▶ ACTIVITY
Under this line are the records; write out word for word the part that begins at the line containing "classify_block(scope, func.body, interner, sink);" and ends at the line containing "other.child_blocks(&mut kids);", and no more.

Items from a dataset:
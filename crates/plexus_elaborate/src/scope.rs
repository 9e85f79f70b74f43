//! Scope classification and the block-splicing helpers.
//!
//! Classification takes the raw statement list the parser produced and
//! moves every declaration into its scope's symbol tables, leaving only
//! executable statements behind. Unnamed nested blocks are dissolved into
//! their parent on the way; named blocks stay nested so their symbols keep
//! a scope of their own until flattening prefixes them.
//!
//! The pass is pure in the statement-list sense: each block's list is taken,
//! rebuilt, and put back, never mutated while being walked.

use std::collections::HashSet;
use std::mem;

use plexus_common::{Ident, Interner};
use plexus_diagnostics::DiagnosticSink;
use plexus_ir::{
    Assign, AssignKind, BlockId, Expression, Module, Number, ScopeTree, Stmt, SymbolKind, VarKind,
    VarRef, Variable,
};
use plexus_source::Span;

use crate::errors;

/// Classifies every scope of a module, root block first.
pub fn classify_module(module: &mut Module, interner: &Interner, sink: &DiagnosticSink) {
    classify_block(&mut module.scope, module.root, interner, sink);
}

/// Classifies one block: declarations move into the tables, unnamed nested
/// blocks are spliced, control-flow bodies are classified in place.
pub fn classify_block(
    scope: &mut ScopeTree,
    block: BlockId,
    interner: &Interner,
    sink: &DiagnosticSink,
) {
    let stmts = mem::take(&mut scope.block_mut(block).stmts);
    let mut out = Vec::with_capacity(stmts.len());

    for stmt in stmts {
        match stmt {
            Stmt::VarDecl(mut var) => {
                if let Some(prev) = scope.block(block).variables.get(var.name) {
                    sink.emit(errors::error_duplicate_declaration(
                        SymbolKind::Variable,
                        interner.resolve(var.name),
                        var.span,
                        prev.span,
                    ));
                    continue;
                }
                if var.kind == VarKind::Net {
                    if let Some(init) = var.init.take() {
                        out.push(Stmt::Assign(Assign {
                            target: VarRef {
                                name: var.name,
                                select: None,
                                span: var.span,
                            },
                            kind: AssignKind::Continuous,
                            rhs: init,
                            span: var.span,
                        }));
                    }
                }
                let _ = scope.block_mut(block).variables.insert(var);
            }
            Stmt::InstanceDecl(mut inst) => {
                while scope.block(block).instances.contains(inst.name) {
                    inst.name = interner.suffix_increase(inst.name);
                }
                let _ = scope.block_mut(block).instances.insert(inst);
            }
            Stmt::FunctionDecl(func) => {
                classify_block(scope, func.body, interner, sink);
                if let Some(prev) = scope.block(block).functions.get(func.name) {
                    sink.emit(errors::error_duplicate_declaration(
                        SymbolKind::Function,
                        interner.resolve(func.name),
                        func.span,
                        prev.span,
                    ));
                    continue;
                }
                let _ = scope.block_mut(block).functions.insert(func);
            }
            Stmt::Block(child) => {
                classify_block(scope, child, interner, sink);
                if scope.block(child).name.is_none() {
                    splice_block(scope, block, child, &mut out, interner, sink);
                } else {
                    out.push(Stmt::Block(child));
                }
            }
            other => {
                let mut kids = Vec::new();
                other.child_blocks(&mut kids);
                for kid in kids {
                    classify_block(scope, kid, interner, sink);
                }
                out.push(other);
            }
        }
    }

    scope.block_mut(block).stmts = out;
}

/// Dissolves `child` into `parent`: its statements are appended to `out`,
/// its tables merged into the parent's, and the blocks its statements
/// reference are reparented.
///
/// Variable and function collisions are duplicate declarations (the parent's
/// entry wins); instance collisions are renamed until unique. The child
/// block stays in the arena but becomes unreachable.
pub(crate) fn splice_block(
    scope: &mut ScopeTree,
    parent: BlockId,
    child: BlockId,
    out: &mut Vec<Stmt>,
    interner: &Interner,
    sink: &DiagnosticSink,
) {
    let child_stmts = mem::take(&mut scope.block_mut(child).stmts);
    let vars = scope.block_mut(child).variables.drain();
    let insts = scope.block_mut(child).instances.drain();
    let funcs = scope.block_mut(child).functions.drain();

    for var in vars {
        if let Some(prev) = scope.block(parent).variables.get(var.name) {
            sink.emit(errors::error_duplicate_declaration(
                SymbolKind::Variable,
                interner.resolve(var.name),
                var.span,
                prev.span,
            ));
            continue;
        }
        let _ = scope.block_mut(parent).variables.insert(var);
    }
    for mut inst in insts {
        while scope.block(parent).instances.contains(inst.name) {
            inst.name = interner.suffix_increase(inst.name);
        }
        let _ = scope.block_mut(parent).instances.insert(inst);
    }
    for func in funcs {
        if let Some(prev) = scope.block(parent).functions.get(func.name) {
            sink.emit(errors::error_duplicate_declaration(
                SymbolKind::Function,
                interner.resolve(func.name),
                func.span,
                prev.span,
            ));
            continue;
        }
        let _ = scope.block_mut(parent).functions.insert(func);
    }

    for stmt in child_stmts {
        let mut kids = Vec::new();
        stmt.child_blocks(&mut kids);
        for kid in kids {
            scope.set_parent(kid, parent);
        }
        out.push(stmt);
    }
}

/// Synthesizes a 1-bit net at module scope for every reference that
/// resolves to no declaration, port, or parameter (`W300`).
///
/// Runs after control-flow elaboration, when only residual statements are
/// left. Function bodies are not scanned; their argument names resolve at
/// call-inlining time in the downstream stage.
pub fn declare_implicit_nets(module: &mut Module, interner: &Interner, sink: &DiagnosticSink) {
    let mut missing: Vec<(Ident, Span)> = Vec::new();
    let mut seen: HashSet<Ident> = HashSet::new();

    let mut pending = vec![module.root];
    while let Some(block) = pending.pop() {
        for stmt in &module.scope.block(block).stmts {
            stmt.child_blocks(&mut pending);
            let mut record = |name: Ident, span: Span| {
                if !seen.insert(name) {
                    return;
                }
                let declared = module.scope.lookup_var(block, name).is_some()
                    || module.ports.contains(name)
                    || module.params.contains(name);
                if !declared {
                    missing.push((name, span));
                }
            };
            if let Stmt::Assign(a) = stmt {
                record(a.target.name, a.target.span);
            }
            stmt.for_each_expr(&mut |e| {
                e.for_each_var(&mut |v| record(v.name, v.span));
            });
        }
    }

    for (name, span) in missing {
        sink.emit(errors::warn_implicit_net(interner.resolve(name), span));
        let _ = module.scope.block_mut(module.root).variables.insert(Variable {
            name,
            kind: VarKind::Net,
            width: None,
            signed: false,
            init: None,
            span,
        });
    }
}

/// Rejects reg initializers that stayed non-constant after folding
/// (`E309`). The initializer is dropped; the declaration is kept.
pub fn check_reg_initializers(module: &mut Module, interner: &Interner, sink: &DiagnosticSink) {
    let mut blocks = Vec::new();
    module.scope.visit_reachable(module.root, &mut |id| blocks.push(id));

    for block in blocks {
        for var in module.scope.block_mut(block).variables.iter_mut() {
            if var.kind != VarKind::Reg {
                continue;
            }
            let Some(init) = var.init.take() else {
                continue;
            };
            let init = init.reduce();
            if init.as_number().is_some() {
                var.init = Some(init);
            } else {
                sink.emit(errors::error_reg_initializer(
                    interner.resolve(var.name),
                    var.span,
                ));
            }
        }
    }
}

/// Substitutes the module's resolved parameter constants into every
/// expression: statements, declared widths and initializers, port widths.
pub fn substitute_parameters(module: &mut Module) {
    let bindings: Vec<(Ident, Number)> = module
        .params
        .iter()
        .filter_map(|p| p.value.as_number().map(|n| (p.name, n.clone())))
        .collect();
    if bindings.is_empty() {
        return;
    }

    let substitute = |expr: &mut Expression, bindings: &[(Ident, Number)]| {
        let mut taken = mem::replace(expr, Expression::Number(Number::zero(1)));
        for (name, value) in bindings {
            taken = taken.substitute(*name, value);
        }
        *expr = taken.reduce();
    };

    for port in module.ports.iter_mut() {
        if let Some(width) = &mut port.width {
            substitute(width, &bindings);
        }
    }

    let mut blocks = Vec::new();
    module.scope.visit_reachable(module.root, &mut |id| blocks.push(id));
    for block in blocks {
        let b = module.scope.block_mut(block);
        for stmt in &mut b.stmts {
            stmt.for_each_expr_mut(&mut |e| substitute(e, &bindings));
        }
        for var in b.variables.iter_mut() {
            if let Some(width) = &mut var.width {
                substitute(width, &bindings);
            }
            if let Some(init) = &mut var.init {
                substitute(init, &bindings);
            }
        }
        for inst in b.instances.iter_mut() {
            for pc in &mut inst.ports {
                if let Some(plexus_ir::Connection::Expr(e)) = &mut pc.conn {
                    substitute(e, &bindings);
                }
            }
            for po in &mut inst.params {
                substitute(&mut po.value, &bindings);
            }
        }
    }
}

▶ ANSWER TO THIS EXERCISE
                classify_block(scope, func.body, interner, sink);
                if let Some(prev) = scope.block(block).functions.get(func.name) {
                    sink.emit(errors::error_duplicate_declaration(
                        SymbolKind::Function,
                        interner.resolve(func.name),
                        func.span,
                        prev.span,
                    ));
                    continue;
                }
                let _ = scope.block_mut(block).functions.insert(func);
            }
            Stmt::Block(child) => {
                classify_block(scope, child, interner, sink);
                if scope.block(child).name.is_none() {
                    splice_block(scope, block, child, &mut out, interner, sink);
                } else {
                    out.push(Stmt::Block(child));
                }
            }
            other => {
                let mut kids = Vec::new();
                other.child_blocks(&mut kids);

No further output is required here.